I had to do something about all the tabs I've got saved in Firefox, so you're all getting a linkpost. Aren't you lucky? The first is a discussion about whether epic fantasy has been 'feminised'. I think I came across that link via [livejournal.com profile] kateelliott. Then, I've got a couple of links relating to GLBTQ characters in fiction, and how outing characters in extra-textual spaces (webisodes, interviews etc) does not really address the problem.

Then Patton Oswalt posted this article on Wired about the supposed demise of geek culture, and rodo on Dreamwidth and seperis, also on Dreamwidth pointed out that rumours of geekdom's demise have been greatly exaggerated. Those last couple of links are courtesy of [livejournal.com profile] metafandom.

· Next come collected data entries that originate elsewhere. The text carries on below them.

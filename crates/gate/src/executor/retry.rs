// SPDX-License-Identifier: BUSL-1.1
// Copyright (c) 2026 Alfred Jean LLC

//! Retry policy for the request executor.

use std::time::Duration;

/// Immutable retry configuration, built once at startup.
#[derive(Debug, Clone, PartialEq, Eq)]
pub struct RetryPolicy {
    /// Transport failures tolerated per logical call before giving up.
    pub max_retries: u32,
    /// Delay before the first transport retry. Retry `n` (counting from 1)
    /// waits `base_delay * 2^(n-1)`, capped at `max_backoff`.
    pub base_delay: Duration,
    /// Upper bound on a single backoff delay.
    pub max_backoff: Duration,
    /// Wait applied to a 429 without a usable `Retry-After`.
    pub rate_limit_default_delay: Duration,
    /// Per-attempt HTTP timeout.
    pub request_timeout: Duration,
    /// Pause the gate once the transport budget is spent.
    pub escalate_on_exhaustion: bool,
    /// A caller whose own failure paused the gate waits for the reopen and
    /// retries once with the new credential.
    pub resume_after_reauth: bool,
}

impl Default for RetryPolicy {
    fn default() -> Self {
        Self {
            max_retries: 3,
            base_delay: Duration::from_secs(2),
            max_backoff: Duration::from_secs(60),
            rate_limit_default_delay: Duration::from_secs(60),
            request_timeout: Duration::from_secs(30),
            escalate_on_exhaustion: true,
            resume_after_reauth: true,
        }
    }
}

impl RetryPolicy {
    /// Backoff before retry number `retry` (0-based): `base_delay * 2^retry`,
    /// capped at `max_backoff`.
    pub fn backoff_delay(&self, retry: u32) -> Duration {
        let factor = 2u32.checked_pow(retry).unwrap_or(u32::MAX);
        self.base_delay.checked_mul(factor).unwrap_or(self.max_backoff).min(self.max_backoff)
    }

    /// Policy with no transport retries.
    pub fn no_retry() -> Self {
        Self { max_retries: 0, ..Self::default() }
    }
}

#[cfg(test)]
#[path = "retry_tests.rs"]
mod tests;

Neil Gaiman remains as awesome as ever, as does Jo Walton. Seriously lacking in the awesome, however, is Sebastian Faulks, who, in a BBC programme about the history of the English novel, claimed that Shakespeare's heroes lacked both personality and flaws. To which I say, have some Borges!

Then I read about this (trigger warning for rape) and got even more angry. Thank goodness the good folks at Tiger Beatdown are all over it. (A couple of good other Tiger Beatdown posts on the subject: Sadie calls out the Democrats on their deceptive advertising with regards to HR3 and a post about contraception and abortion, and the problems relating to them in the US. (This freaked me out somewhat, since it's a subject about which I'd only been dimly aware. I had some vague idea that things were somewhat better in Australia, where I lived until 2008, and the UK, where I live now, but it suddenly occurred to me that I have LITERALLY NO IDEA about how such things work in either Australia or the UK. For all I know I could be wringing my hands with pity at the situation in the US and it could be just as bad here.))

As a unicorn chaser of sorts, I hung around listening to this song by [livejournal.com profile] seanan_maguire. That made me feel a whole lot better!